8 May, 2006

Vans like this drive down narrow streets picking up money from the various shops. They always come with a heavily armed gang and a police car following them.

A line at one of the more popular snack bars.

These little motorcycle sidecars are found all over.

Posters about The Cuban Five can be found throughout the city. These are five Cuban men serving life sentences in the United States after being accused of spying in 2001. Their defenders claim they were simply monitoring the actions of Miami-based terrorist groups who have killed over 3,000 Cubans in the last 40 years.

The preferred method of dealing with the heat.

This televised geometry lesson went on for what seemed like hours on one of the two educational channels.

One of the more popular (or at least more widely publicized) programs is "Mesa Redonda," a daily roundtable discussion. The breaking news of Bush's nominee to the CIA was of particular interest.

The studio audience is absolutely captivated by the lengthy discussion.

And then at 8:00 pm, all four channels simulcast the national news program, known as "NTV." (Logo designed by the geometry lesson program.)

A collage of images put together to make you feel safe and patriotic.

The collage and graphics go on for about a minute before finally getting down to business.

And here is my favorite Cuban newscaster, Rafael Serrano. I really want to start some kind of a cult fan club for him. Maybe even a second one for his mustache.

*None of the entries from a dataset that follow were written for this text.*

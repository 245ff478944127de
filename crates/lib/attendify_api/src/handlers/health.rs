//! Health endpoint.

use axum::Json;
use axum::extract::State;
use tracing::warn;

use crate::AppState;
use crate::models::HealthResponse;

/// `GET /api/health`: version plus store and cache reachability.
pub async fn health_handler(State(state): State<AppState>) -> Json<HealthResponse> {
    let store_connected = match state.resolver.store().ping().await {
        Ok(()) => true,
        Err(e) => {
            warn!("store health check failed: {e}");
            false
        }
    };
    let cache_connected = match state.resolver.cache().ping().await {
        Ok(()) => true,
        Err(e) => {
            warn!("cache health check failed: {e}");
            false
        }
    };

    let status = if store_connected && cache_connected {
        "ok"
    } else {
        "degraded"
    };

    Json(HealthResponse {
        status: status.into(),
        version: attendify_core::version().into(),
        service: state.resolver.service().into(),
        store_connected,
        cache_connected,
    })
}
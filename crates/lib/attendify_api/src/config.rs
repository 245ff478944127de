//! API server configuration.

use std::path::PathBuf;

use crate::services::cookies::CookieSettings;

/// Configuration for the API server.
#[derive(Clone, Debug)]
pub struct ApiConfig {
    /// Address to bind the HTTP listener (e.g. "127.0.0.1:3100").
    pub bind_addr: String,
    /// PostgreSQL connection URL.
    pub pg_connection_url: String,
    /// Redis connection URL for the principal cache.
    pub redis_url: String,
    /// Name of this deployment; tokens must carry it in their `service` claim.
    pub service_name: String,
    /// Directory holding `<service><KeyType><TokenType>.pem` files.
    pub keys_dir: PathBuf,
    /// Base URL of the identity provider.
    pub openid_api: String,
    /// Issuer stamped into tokens this service signs.
    pub backend_url: String,
    /// Domain attribute for auth cookies.
    pub cookie_domain: String,
    /// Production mode marks cookies `Secure`.
    pub production: bool,
}

impl ApiConfig {
    /// Reads configuration from environment variables with sensible defaults.
    ///
    /// | Variable            | Default                                |
    /// |---------------------|----------------------------------------|
    /// | `BIND_ADDR`         | `127.0.0.1:3100`                       |
    /// | `DATABASE_URL`      | `postgres://localhost:5432/attendify`  |
    /// | `REDIS_URL`         | `redis://127.0.0.1:6379`               |
    /// | `SERVICE_NAME`      | `attendify`                            |
    /// | `KEYS_DIR`          | `./keys`                               |
    /// | `OPENID_API`        | `http://localhost:4000`                |
    /// | `BACKEND_URL`       | `http://localhost:3100`                |
    /// | `COOKIE_DOMAIN`     | `localhost`                            |
    /// | `NODE_ENV`/`APP_ENV`| `development`                          |
    pub fn from_env() -> Self {
        Self::from_lookup(|name| std::env::var(name).ok())
    }

    /// Same as [`Self::from_env`] over an arbitrary variable source.
    pub fn from_lookup(lookup: impl Fn(&str) -> Option<String>) -> Self {
        let var_or = |name: &str, default: &str| lookup(name).unwrap_or_else(|| default.into());
        let env = lookup("NODE_ENV")
            .or_else(|| lookup("APP_ENV"))
            .unwrap_or_else(|| "development".into());
        Self {
            bind_addr: var_or("BIND_ADDR", "127.0.0.1:3100"),
            pg_connection_url: var_or("DATABASE_URL", "postgres://localhost:5432/attendify"),
            redis_url: var_or("REDIS_URL", "redis://127.0.0.1:6379"),
            service_name: var_or("SERVICE_NAME", "attendify"),
            keys_dir: PathBuf::from(var_or("KEYS_DIR", "./keys")),
            openid_api: var_or("OPENID_API", "http://localhost:4000"),
            backend_url: var_or("BACKEND_URL", "http://localhost:3100"),
            cookie_domain: var_or("COOKIE_DOMAIN", "localhost"),
            production: is_production(&env),
        }
    }

    pub fn cookie_settings(&self) -> CookieSettings {
        CookieSettings {
            domain: self.cookie_domain.clone(),
            secure: self.production,
        }
    }
}

/// `production` (any case) enables production behaviour.
pub fn is_production(env: &str) -> bool {
    env.eq_ignore_ascii_case("production")
}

During the news and throughout other programs, the latest words of Venezuelan leader Hugo Chavez (who hosts his own television program in his country) are always given serious attention.

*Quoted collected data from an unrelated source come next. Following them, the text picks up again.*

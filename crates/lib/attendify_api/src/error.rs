//! Application error types.

use attendify_core::auth::AuthError;
use attendify_core::auth::store::StoreError;
use attendify_core::cache::CacheError;
use axum::{
    Json,
    http::StatusCode,
    response::{IntoResponse, Response},
};
use thiserror::Error;
use tracing::error;

use crate::models::ErrorResponse;

/// Convenience alias for handler return types.
pub type AppResult<T> = Result<T, AppError>;

/// Application-level errors with HTTP status mapping.
#[derive(Debug, Error)]
pub enum AppError {
    #[error("Validation error: {0}")]
    Validation(String),

    #[error("Not found: {0}")]
    NotFound(String),

    #[error("Unauthorized: {0}")]
    Unauthorized(String),

    #[error("Forbidden: {0}")]
    Forbidden(String),

    /// Details are logged, never sent to the client.
    #[error("Internal server error")]
    Internal(String),
}

impl IntoResponse for AppError {
    fn into_response(self) -> Response {
        // Auth failures carry a generic summary in `message` and the reason in
        // `error`; everything else carries the text in `message`.
        let (status, message, error) = match self {
            AppError::Validation(m) => (StatusCode::BAD_REQUEST, m, "validation_error".to_string()),
            AppError::NotFound(m) => (StatusCode::NOT_FOUND, m, "not_found".to_string()),
            AppError::Unauthorized(reason) => (
                StatusCode::UNAUTHORIZED,
                "Authorization failed!".to_string(),
                reason,
            ),
            AppError::Forbidden(reason) => (
                StatusCode::FORBIDDEN,
                format!("Forbidden: {}", reason.to_lowercase()),
                reason,
            ),
            AppError::Internal(detail) => {
                error!("internal error: {detail}");
                (
                    StatusCode::INTERNAL_SERVER_ERROR,
                    "Internal server error".to_string(),
                    "internal_error".to_string(),
                )
            }
        };
        let body = Json(ErrorResponse {
            success: false,
            message,
            error,
        });
        (status, body).into_response()
    }
}

impl From<AuthError> for AppError {
    fn from(e: AuthError) -> Self {
        if e.is_unauthenticated() {
            AppError::Unauthorized(e.to_string())
        } else if e.is_forbidden() {
            AppError::Forbidden(e.to_string())
        } else {
            AppError::Internal(e.to_string())
        }
    }
}

impl From<StoreError> for AppError {
    fn from(e: StoreError) -> Self {
        AppError::Internal(e.to_string())
    }
}

impl From<CacheError> for AppError {
    fn from(e: CacheError) -> Self {
        AppError::Internal(e.to_string())
    }
}

#[cfg(test)]
mod tests {
    use super::*;
    use attendify_core::auth::keys::KeyStoreError;

    async fn body_json(resp: Response) -> serde_json::Value {
        let bytes = axum::body::to_bytes(resp.into_body(), usize::MAX)
            .await
            .unwrap();
        serde_json::from_slice(&bytes).unwrap()
    }

    #[tokio::test]
    async fn authentication_failures_put_reason_in_error() {
        let resp = AppError::from(AuthError::MissingToken).into_response();
        assert_eq!(resp.status(), StatusCode::UNAUTHORIZED);
        let json = body_json(resp).await;
        assert_eq!(json["success"], false);
        assert_eq!(json["message"], "Authorization failed!");
        assert_eq!(json["error"], "No token provided");
    }

    #[tokio::test]
    async fn provider_message_is_passed_through() {
        let resp = AppError::from(AuthError::Provisioning("Token revoked".into())).into_response();
        assert_eq!(resp.status(), StatusCode::UNAUTHORIZED);
        assert_eq!(body_json(resp).await["error"], "Token revoked");
    }

    #[tokio::test]
    async fn authorization_failures_are_403() {
        let resp = AppError::from(AuthError::InsufficientRole).into_response();
        assert_eq!(resp.status(), StatusCode::FORBIDDEN);
        let json = body_json(resp).await;
        assert_eq!(json["message"], "Forbidden: insufficient role");
        assert_eq!(json["error"], "Insufficient role");
    }

    #[tokio::test]
    async fn validation_text_stays_in_message() {
        let resp = AppError::Validation("Email and password are required".into()).into_response();
        assert_eq!(resp.status(), StatusCode::BAD_REQUEST);
        let json = body_json(resp).await;
        assert_eq!(json["message"], "Email and password are required");
        assert_eq!(json["error"], "validation_error");
    }

    #[tokio::test]
    async fn key_errors_are_opaque_500s() {
        let err = AuthError::KeyError(KeyStoreError::InvalidService("../etc".into()));
        let resp = AppError::from(err).into_response();
        assert_eq!(resp.status(), StatusCode::INTERNAL_SERVER_ERROR);
        let json = body_json(resp).await;
        assert_eq!(json["message"], "Internal server error");
        assert_eq!(json["error"], "internal_error");
        assert!(!json.to_string().contains("../etc"));
    }
}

Over at the Floridita bar, a statue of Ernest Hemingway is positioned presumably where (and how) the author himself used to stand. Note the picture of Hemingway with a young Fidel in the background.

8 May, 2006

It's only May but it's still pretty hot down here. I can't imagine what it will be like in the real summer, like July or August. Some people just deal with heat a whole lot better than others and in this case I'm definitely one of the others. Fortunately, the lack of air conditioning didn't keep me from sleeping. There is a very loud fan in the room which kind of lulls you to sleep. We both made up for the lack of rest we got during the Florida shenanigans. Of course that meant we missed our complimentary breakfast. At some point I'll check it out and compare it to the "continental" fiasco.

Today we were supposed to research the Internet availability in this part of Havana. And while most hotels claim to offer it, almost none actually do. Our hotel had a big sign advertising Internet access for $6 an hour and in U.S. funds too. The dollar is no longer officially accepted in Cuba and hasn't been since 2004. But that didn't really matter as the Internet was "broken" and we were directed to the nearby Florida Hotel. Well, it wasn't working there either. We were pointed to yet another hotel and this one actually had three terminals inside a bar upstairs where various tourists were coming and going to check their email. I set up a temporary Hotmail account to keep in touch with some people back home. We did a few experiments on the system and connection they had here. In short, it didn't take very long to ascertain that what we were using was not what the average Cuban citizen could use.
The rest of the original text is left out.